Seitdem die Tricktechnik fast alles darstellen kann, gibt es ja immer mehr Filme aus den phantastischen Genres. Leider konzentrieren sich diese dann allzu oft auf die (teuren) Effekte, die in den literarischen Vorlagen meist nur Kulisse für außergewöhnliche Geschichten sind. So ist es zwar toll anzuschauen, wie der Eiffelturm sich in eine Raketenabschußbasis verwandelt, aber ohne Einbettung in eine plausible Erzählung ist das nur die Demonstration tricktechnischer Finesse. Und während Adaptionen meist unter der Verkürzung auf (als verkaufsfördernd betrachtete) Aspekte leiden (etwa der militärische Blickwinkel im enttäuschenden Ender's Game vom vorletzten Jahr), scheinen originale Drehbücher oft nur bekannte Versatzstücke zusammenzubauen, zuletzt mit dem vergleichbaren Dollargrab Jupiter Ascending (zu dem übrigens die Screenjunkies in ihrem Honest Trailer ziemlich konform mit meiner Bewertung gehen). Die beste SF-Adaption ist für mich immer noch der Blade Runner, der weniger durch Effekte als durch Atmosphäre und Vielschichtigkeit glänzt. Gelungene Originalwerke sind noch seltener, und oft entweder stark actionorientiert (wie Die Matrix, Das fünfte Element) oder eher Abenteuer im Weltall (Krieg der Sterne). Ansonsten kommen auf jeden ideengetriebene Beitrag (2001: Odyssee im Weltall) zehn hohle Actionfilme, auf jeden figurenzentrierten Beitrag (Serenity) zwanzig Seifenopern im All.

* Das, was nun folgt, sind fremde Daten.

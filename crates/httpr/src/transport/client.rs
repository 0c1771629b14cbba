//! Default transport backed by reqwest

use std::time::Duration;

use async_trait::async_trait;
use tracing::{debug, trace};

use super::{Outcome, RoundTrip, TransportError};
use crate::config::NetworkConfig;
use crate::error::{Error, Result};
use crate::request::Request;
use crate::response::Response;

/// Sends each attempt through a shared [`reqwest::Client`]
///
/// The client's connection pool is reused across attempts and requests.
/// Response bodies are streamed, so a discarded response must be drained
/// before its connection returns to the pool.
#[derive(Debug, Clone, Default)]
pub struct ReqwestTransport {
    client: reqwest::Client,
}

impl ReqwestTransport {
    /// Create a transport with a default client
    pub fn new() -> Self {
        Self::default()
    }

    /// Wrap an existing client
    pub fn from_client(client: reqwest::Client) -> Self {
        Self { client }
    }

    /// Build a client from network settings
    pub fn from_config(config: &NetworkConfig) -> Result<Self> {
        let mut builder = reqwest::Client::builder().user_agent(&config.user_agent);

        if let Some(secs) = config.timeout_secs {
            builder = builder.timeout(Duration::from_secs(secs));
        }
        if let Some(secs) = config.connect_timeout_secs {
            builder = builder.connect_timeout(Duration::from_secs(secs));
        }

        let client = builder
            .build()
            .map_err(|e| Error::invalid_config(format!("failed to build HTTP client: {}", e)))?;

        Ok(Self { client })
    }

    /// Get the underlying client
    pub fn client(&self) -> &reqwest::Client {
        &self.client
    }
}

#[async_trait]
impl RoundTrip for ReqwestTransport {
    async fn round_trip(&self, request: Request) -> Outcome {
        let cancel = request.cancellation().clone();
        let method = request.method().clone();
        let url = request.url().clone();

        trace!(method = %method, url = %url, "Sending request");
        let request = request.into_reqwest();

        tokio::select! {
            biased;

            _ = cancel.cancelled() => {
                debug!(method = %method, url = %url, "Request cancelled in flight");
                Err(TransportError::Cancelled)
            }
            result = self.client.execute(request) => {
                let response = result.map_err(|e| {
                    debug!(method = %method, url = %url, error = %e, "Request failed");
                    TransportError::from(e)
                })?;
                debug!(
                    method = %method,
                    url = %url,
                    status = %response.status(),
                    "Received response"
                );
                Ok(Response::from_reqwest(response))
            }
        }
    }
}

#[cfg(test)]
mod tests {
    use super::*;
    use tokio_util::sync::CancellationToken;

    #[test]
    fn test_from_config() {
        let config = NetworkConfig {
            timeout_secs: Some(30),
            connect_timeout_secs: Some(5),
            ..Default::default()
        };
        assert!(ReqwestTransport::from_config(&config).is_ok());
    }

    #[tokio::test]
    async fn test_cancelled_before_send() {
        let token = CancellationToken::new();
        token.cancel();

        // Port 9 (discard) on loopback is never contacted: cancellation wins.
        let request = Request::get("http://127.0.0.1:9/")
            .unwrap()
            .with_cancellation(token);

        let outcome = ReqwestTransport::new().round_trip(request).await;
        assert!(matches!(outcome, Err(TransportError::Cancelled)));
    }
}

Zurück zu Tomorrowland (in Europa aus rechtlichen Gründen "A World Beyond"). Es ist der Film zum Vergnügungspark, destillierter Disney: Schülerin Casey rettet mit ihrem Optimismus die Welt. Sie kann halt alles reparieren: Radios, Computer, den Klimawandel. Überhaupt ist nur Pessimismus an unseren Problemen schuld: Berichte über ökologische Katastrophen, Mißtrauen und Haß. Besonders schlimm sind dystopische Romane: Orwell und Huxley hindern uns am positiven Denken. Fräulein, wenn Dein Lehrer es dir schon nicht erklären kann: 1984 und Schöne neue Welt sind Warnungen, auf die die Menschheit leider nicht hört, aber kaum die Ursache. Obwohl die NSA ihre Inspiration sicher irgendwo herhaben muß...

Ich bin optimistisch, daß die Filmgeschichte diesen Flop schnell vergessen wird. Mäßig interessant (3/10).